Goodhart's law: "Once a metric becomes a target, it ceases to be a good measure."
Far from universally true. IQ tests like the SAT, GRE, GMAT etc. are all designed to be as close to ungameable as possible. There’s a limited amount they can do but the limit is very high indeed. The major, and unavoidable defect is the practice effect. The more you do something the better you get at it. But IQ tests are like running or weightlifting, there are beginner gains, there are tough gains that are ground out with a great deal of effort and there’s a limit you’re not going to surpass no matter how hard you try. O matter how many steroids I take or how hard I train I’m not going to beat Usain Bolt in the 100m. I’m probably not going to beat the average NHL player.

Goodhart’s Law is the opposite of true in quality control. What gets measured gets managed. Manufacturing defects in semiconductors, automobiles and I presume, most everything else have been trending down for decades. Businesses have KPIs for employees for a reason. Monomaniacal focus over a long period on one measure may not be the best idea, but it’s a great tool to have.

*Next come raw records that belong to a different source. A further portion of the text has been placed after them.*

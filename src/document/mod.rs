//! Compose-body insertion.
//!
//! The host inserts HTML at the current selection of the message being
//! composed. Snippet text is plain text, so newlines become `<br/>` before
//! it is handed over.

use std::sync::Mutex;

use async_trait::async_trait;
use thiserror::Error;

/// Errors that can occur while inserting into the compose body.
#[derive(Debug, Error)]
pub enum DocumentError {
    #[error("Error: Cannot insert text. Mailbox item context not available.")]
    MissingContext,

    #[error("Error inserting snippet: {0}")]
    Host(String),
}

/// Host "insert into selected range" API.
#[async_trait]
pub trait DocumentHost: Send + Sync {
    /// Whether a compose item is available for insertion.
    fn has_compose_context(&self) -> bool;

    /// Replace the current selection with `html`.
    async fn set_selected_html(&self, html: &str) -> Result<(), DocumentError>;
}

/// Convert snippet text into the HTML the host inserts
pub fn to_html(text: &str) -> String {
    text.replace('\n', "<br/>")
}

/// Insert `text` at the selection, refusing without a compose context.
pub async fn insert_text(host: &dyn DocumentHost, text: &str) -> Result<(), DocumentError> {
    if !host.has_compose_context() {
        tracing::error!("Mailbox item context is not available for insertion");
        return Err(DocumentError::MissingContext);
    }

    let html = to_html(text);
    host.set_selected_html(&html).await?;
    tracing::debug!(len = html.len(), "Snippet inserted");
    Ok(())
}

/// In-memory compose body.
///
/// Insertions append at the end of the body; there is no selection model.
pub struct ComposeBuffer {
    body: Mutex<String>,
    context: bool,
}

impl Default for ComposeBuffer {
    fn default() -> Self {
        Self::new()
    }
}

impl ComposeBuffer {
    /// Create an empty body with a compose context
    pub fn new() -> Self {
        Self {
            body: Mutex::new(String::new()),
            context: true,
        }
    }

    /// Create a buffer that reports no compose context (read mode)
    pub fn without_context() -> Self {
        Self {
            body: Mutex::new(String::new()),
            context: false,
        }
    }

    /// Current body HTML
    pub fn body(&self) -> String {
        self.body.lock().map(|b| b.clone()).unwrap_or_default()
    }
}

#[async_trait]
impl DocumentHost for ComposeBuffer {
    fn has_compose_context(&self) -> bool {
        self.context
    }

    async fn set_selected_html(&self, html: &str) -> Result<(), DocumentError> {
        let mut body = self
            .body
            .lock()
            .map_err(|e| DocumentError::Host(e.to_string()))?;
        body.push_str(html);
        Ok(())
    }
}

#[cfg(test)]
mod tests {
    use super::*;

    #[test]
    fn test_to_html() {
        assert_eq!(to_html("Hi\n\nAnn"), "Hi<br/><br/>Ann");
        assert_eq!(to_html("plain"), "plain");
    }

    #[tokio::test]
    async fn test_insert_appends_html() {
        let buffer = ComposeBuffer::new();
        insert_text(&buffer, "a\nb").await.unwrap();
        insert_text(&buffer, "c").await.unwrap();
        assert_eq!(buffer.body(), "a<br/>bc");
    }

    #[tokio::test]
    async fn test_insert_without_context() {
        let buffer = ComposeBuffer::without_context();
        let result = insert_text(&buffer, "text").await;

        assert!(matches!(result, Err(DocumentError::MissingContext)));
        assert_eq!(buffer.body(), "");
    }
}
// Infrastructure layer (shared components)
pub mod infrastructure;

// Re-export infrastructure modules at the crate root
pub use infrastructure::config;
pub use infrastructure::error;
pub use infrastructure::metrics;
pub use infrastructure::redis;

// Domain layer
pub mod placeholder;
pub mod snippet;
pub mod store;

// Host adapters
pub mod defaults;
pub mod document;
pub mod storage;

// Application layer
pub mod taskpane;

// Supporting modules
pub mod telemetry;
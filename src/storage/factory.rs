//! Roaming settings backend factory

use std::sync::Arc;

use crate::config::StorageConfig;
use crate::redis::RedisPool;

use super::backend::{RoamingError, RoamingSettings};
use super::file_backend::FileRoamingSettings;
use super::memory_backend::MemoryRoamingSettings;
use super::redis_backend::RedisRoamingSettings;

/// Create a roaming settings backend based on configuration.
///
/// Returns the backend named by the `backend` setting:
/// - `"file"`: a `FileRoamingSettings` if `file_path` is configured
/// - `"redis"`: a `RedisRoamingSettings` if a Redis pool is provided
/// - `"memory"` (default): a `MemoryRoamingSettings`
///
/// A backend whose prerequisites are missing falls back to memory.
///
/// # Example
///
/// ```rust,ignore
/// let settings = create_roaming_settings(&settings.storage, Some(redis_pool.clone())).await?;
/// ```
pub async fn create_roaming_settings(
    config: &StorageConfig,
    redis_pool: Option<Arc<RedisPool>>,
) -> Result<Arc<dyn RoamingSettings>, RoamingError> {
    match config.backend.as_str() {
        "file" => {
            if let Some(path) = &config.file_path {
                tracing::info!(backend = "file", path = %path, "Creating file roaming settings");
                Ok(Arc::new(
                    FileRoamingSettings::open(path, config.value_quota).await?,
                ))
            } else {
                tracing::warn!("File backend requested but no file_path configured, falling back to memory");
                Ok(Arc::new(MemoryRoamingSettings::new(config.value_quota)))
            }
        }
        "redis" => {
            if let Some(pool) = redis_pool {
                tracing::info!(
                    backend = "redis",
                    prefix = %config.redis_prefix,
                    mailbox = %config.mailbox,
                    "Creating Redis roaming settings"
                );
                Ok(Arc::new(
                    RedisRoamingSettings::load(
                        pool,
                        &config.redis_prefix,
                        &config.mailbox,
                        config.value_quota,
                    )
                    .await?,
                ))
            } else {
                tracing::warn!("Redis backend requested but no pool provided, falling back to memory");
                Ok(Arc::new(MemoryRoamingSettings::new(config.value_quota)))
            }
        }
        _ => {
            tracing::info!(backend = "memory", "Creating memory roaming settings");
            Ok(Arc::new(MemoryRoamingSettings::new(config.value_quota)))
        }
    }
}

This is a great example of Goodhart's Law, though. If nobody studied for the SAT, it might (arguably) work fine as a measurement of collegiate potential. But because it became the metric for collegiate success, and because the "practice effect" means that practicing makes you do better on the test, many people study hard for it and greatly increase their likely score. The folks who don't study as much or as effectively for it for whatever reason will not do as well, as so you're left with a measurement of whether people studied for the SAT and not whether the test taker would be likely to succeed at college. So a good metric becomes a bad metric because it's chosen as the metric.
Not saying it isn't a problem but those better off have the resources to be educated better before in addition to factors like nutrition. Essentially the advantages aren't bias but a byproduct. The way to fix it of course is to raise the floor.